Background/objectives

Dysregulation of molecular pathways associated with mechanistic target of rapamycin (mTOR) and elevated rates of neurodevelopmental disorders are implicated in the genetic syndromes neurofibromatosis type 1 (NF1), tuberous sclerosis complex (TSC), fragile X syndrome (FXS), and Noonan syndrome (NS). Given shared molecular and clinical features, understanding convergent and divergent implications of these syndromes on brain development may offer unique insights into disease mechanisms. While an increasing number of studies have examined brain volumes in these syndromes, the effects of each syndrome on global and subcortical brain volumes are unclear. Therefore, the aim of the current study was to conduct a systematic review and meta-analysis to synthesize existing literature on volumetric brain changes across TSC, FXS, NF1, and NS. Study outcomes were the effect sizes of the genetic syndromes on whole brain, gray and white matter, and subcortical volumes compared to typically developing controls.

Subjects/methods

We performed a series of meta-analyses synthesizing data from 23 studies in NF1, TSC, FXS, and NS (pooled N = 1556) reporting whole brain volume, gray and white matter volumes, and volumes of subcortical structures compared to controls.

Results

Meta-analyses revealed significantly larger whole brain volume, gray and white matter volumes, and subcortical volumes in NF1 compared to controls.

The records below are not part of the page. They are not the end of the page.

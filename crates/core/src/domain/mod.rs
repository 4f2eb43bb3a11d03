//! Filter predicates over ledger records.
//!
//! A [`Domain`] is the predicate attached to accounting variables, auxiliary
//! queries and drill-down actions. It can be parsed from its serialized
//! literal form and evaluated against any [`FieldSource`].

pub mod error;
pub mod matcher;
pub mod parser;
pub mod types;

pub use error::DomainParseError;
pub use matcher::FieldSource;
pub use parser::parse_domain;
pub use types::{Condition, Domain, DomainValue, Operator};
//! Fiscal period records.

use chrono::NaiveDate;
use misbuilder_shared::types::{CompanyId, FiscalPeriodId};
use serde::{Deserialize, Serialize};

use crate::domain::{DomainValue, FieldSource};

/// A fiscal period of a company's calendar.
///
/// Special periods hold opening entries and carry forward the balances of
/// the previous fiscal year. They usually share their start date with the
/// first normal period of the year.
#[derive(Debug, Clone, PartialEq, Eq, Serialize, Deserialize)]
pub struct FiscalPeriod {
    /// Unique identifier.
    pub id: FiscalPeriodId,
    /// Company owning the calendar.
    pub company_id: Option<CompanyId>,
    /// Period name (e.g., "03/2024").
    pub name: String,
    /// Start date of the period.
    pub start_date: NaiveDate,
    /// End date of the period, inclusive.
    pub end_date: NaiveDate,
    /// Opening/closing period.
    #[serde(default)]
    pub special: bool,
}

impl FiscalPeriod {
    /// Returns true if the given date falls within this period.
    #[must_use]
    pub fn contains_date(&self, date: NaiveDate) -> bool {
        date >= self.start_date && date <= self.end_date
    }
}

impl FieldSource for FiscalPeriod {
    fn field(&self, name: &str) -> Option<DomainValue> {
        let value = match name {
            "id" => DomainValue::Id(self.id.into_inner()),
            "company_id" => DomainValue::opt_id(self.company_id),
            "name" => DomainValue::Str(self.name.clone()),
            "start_date" => DomainValue::Date(self.start_date),
            "end_date" => DomainValue::Date(self.end_date),
            "special" => DomainValue::Bool(self.special),
            _ => return None,
        };
        Some(value)
    }
}

#[cfg(test)]
mod tests {
    use super::*;
    use crate::domain::Domain;

    fn march() -> FiscalPeriod {
        FiscalPeriod {
            id: FiscalPeriodId::new(),
            company_id: None,
            name: "03/2024".into(),
            start_date: NaiveDate::from_ymd_opt(2024, 3, 1).unwrap(),
            end_date: NaiveDate::from_ymd_opt(2024, 3, 31).unwrap(),
            special: false,
        }
    }

    #[test]
    fn test_contains_date_is_inclusive() {
        let period = march();
        assert!(period.contains_date(period.start_date));
        assert!(period.contains_date(period.end_date));
        assert!(!period.contains_date(NaiveDate::from_ymd_opt(2024, 4, 1).unwrap()));
    }

    #[test]
    fn test_period_is_filterable() {
        let period = march();
        assert!(Domain::eq("special", false).matches(&period));
        assert!(Domain::eq("company_id", DomainValue::Null).matches(&period));
        assert!(Domain::eq("start_date", "2024-03-01").matches(&period));
    }
}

FXS was associated with increased whole brain, and gray and white matter volumes relative to controls, but effect sizes were smaller than those seen in NF1. In contrast, studies in NS indicated smaller whole brain and gray matter volumes, and reduced subcortical volumes compared to controls. For individuals with TSC, there were no significant differences in whole brain, gray matter, and white volumes compared to controls. Volumetric effect sizes were not moderated by age, sex, or full-scale IQ.

Conclusions

This meta-analysis revealed that dysregulation of mTOR signaling across pre- and post-natal periods of development can result in convergent and divergent consequences for brain volume among genetic syndromes. Further research employing advanced disease modeling techniques with human pluripotent stem cell-derived in vitro models is needed to further refine our understanding of between and within syndrome variability on early brain development and identify shared molecular mechanisms for the development of pharmaceutical interventions.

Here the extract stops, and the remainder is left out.